How I actually get to work the next morning
This section is specifically for the working moms reading this at midnight wondering how they are going to function tomorrow.
When my children were small and all needed me at the same time I used to lock myself in my room for ten minutes before greeting them after work. Not hiding. Regrouping. Getting my bearings back before I walked out as their mother rather than someone else’s employee. Those ten minutes were the transition I needed because without them I walked straight from one role into another with nothing in between and something always suffered.
I also built in time between when I finished work and when the children came home. Even twenty minutes of quiet before the door opened. That buffer was not a luxury. It was how I showed up for them instead of at them.
- My own earlier bedtime. Not just the children’s. Mine. If I know there is a chance of a rough night I go to bed earlier than I normally would so that when the interruption comes I have had some sleep already. Partial sleep is better than no sleep and the body knows the difference.

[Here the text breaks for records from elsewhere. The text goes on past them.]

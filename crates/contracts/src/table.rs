//! SampleTable - Reader output
//!
//! The raw multi-channel recording, one shared time axis and named sensor columns.

use serde::{Deserialize, Serialize};

use crate::signal::check_time_axis;
use crate::{ContractError, Signal};

/// Name of the column holding timestamps (seconds).
pub const TIME_COLUMN: &str = "time";

/// A named sensor channel.
#[derive(Debug, Clone, PartialEq, Serialize, Deserialize)]
pub struct Column {
    pub name: String,
    pub values: Vec<f64>,
}

/// Multi-channel sample table on a single time axis.
///
/// Column order is preserved as read; lookups are by exact name.
#[derive(Debug, Clone, PartialEq, Serialize, Deserialize)]
pub struct SampleTable {
    time: Vec<f64>,
    columns: Vec<Column>,
}

impl SampleTable {
    /// Create a table from an explicit time axis and its channels.
    pub fn new(time: Vec<f64>, columns: Vec<Column>) -> Result<Self, ContractError> {
        check_time_axis(&time)?;
        for column in &columns {
            if column.values.len() != time.len() {
                return Err(ContractError::length_mismatch(
                    format!("column '{}'", column.name),
                    time.len(),
                    column.values.len(),
                ));
            }
        }
        Ok(Self { time, columns })
    }

    /// Create a table from named columns, one of which must be `time`.
    ///
    /// # Errors
    /// - `MissingTimeAxis` when no `time` column is present
    /// - `LengthMismatch` / `NonMonotonicTime` when the columns are inconsistent
    pub fn from_columns(columns: Vec<(String, Vec<f64>)>) -> Result<Self, ContractError> {
        let mut time = None;
        let mut channels = Vec::with_capacity(columns.len());
        for (name, values) in columns {
            if name == TIME_COLUMN && time.is_none() {
                time = Some(values);
            } else {
                channels.push(Column { name, values });
            }
        }
        let time = time.ok_or(ContractError::MissingTimeAxis)?;
        Self::new(time, channels)
    }

    pub fn time(&self) -> &[f64] {
        &self.time
    }

    pub fn len(&self) -> usize {
        self.time.len()
    }

    pub fn is_empty(&self) -> bool {
        self.time.is_empty()
    }

    pub fn columns(&self) -> &[Column] {
        &self.columns
    }

    /// Channel names in file order, excluding `time`.
    pub fn column_names(&self) -> impl Iterator<Item = &str> {
        self.columns.iter().map(|c| c.name.as_str())
    }

    pub fn has_column(&self, name: &str) -> bool {
        self.columns.iter().any(|c| c.name == name)
    }

    /// Samples of a channel.
    pub fn column(&self, name: &str) -> Option<&[f64]> {
        self.columns
            .iter()
            .find(|c| c.name == name)
            .map(|c| c.values.as_slice())
    }

    /// Samples of a channel, or `MissingColumn`.
    pub fn require(&self, name: &str) -> Result<&[f64], ContractError> {
        self.column(name)
            .ok_or_else(|| ContractError::missing_column(name))
    }

    /// Copy a channel out as a `Signal` on the table's time axis.
    pub fn signal(&self, name: &str) -> Option<Signal> {
        self.column(name)
            .map(|values| Signal::from_trusted(self.time.clone(), values.to_vec()))
    }

    /// Rows `start..=stop`, clamped to the table. Empty when `start > stop`.
    pub fn window(&self, start: usize, stop: usize) -> Self {
        let stop = stop.min(self.len().saturating_sub(1));
        let range = if self.is_empty() || start > stop {
            0..0
        } else {
            start..stop + 1
        };
        Self {
            time: self.time[range.clone()].to_vec(),
            columns: self
                .columns
                .iter()
                .map(|c| Column {
                    name: c.name.clone(),
                    values: c.values[range.clone()].to_vec(),
                })
                .collect(),
        }
    }

    /// Append or replace a channel.
    pub fn insert_column(
        &mut self,
        name: impl Into<String>,
        values: Vec<f64>,
    ) -> Result<(), ContractError> {
        let name = name.into();
        if values.len() != self.time.len() {
            return Err(ContractError::length_mismatch(
                format!("column '{name}'"),
                self.time.len(),
                values.len(),
            ));
        }
        match self.columns.iter_mut().find(|c| c.name == name) {
            Some(column) => column.values = values,
            None => self.columns.push(Column { name, values }),
        }
        Ok(())
    }
}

- The transition ritual. Something physical that signals to your brain the work day is over. Changing clothes, a walk to the door, ten minutes alone before anyone else needs you. Your brain needs a bridge between what you were doing and what you are about to do.
- A room and five minutes. When things are overwhelming, quietly going to my room for a few minutes to breathe. Sometimes with a piece of chocolate I saved specifically for such moments. Nobody needs to know. It counts.
- Self care that is actually restorative. Not the kind that looks good on Instagram. The kind that actually refills something in you. That is a whole separate article but it starts with knowing what restores you specifically, not what restores everyone else.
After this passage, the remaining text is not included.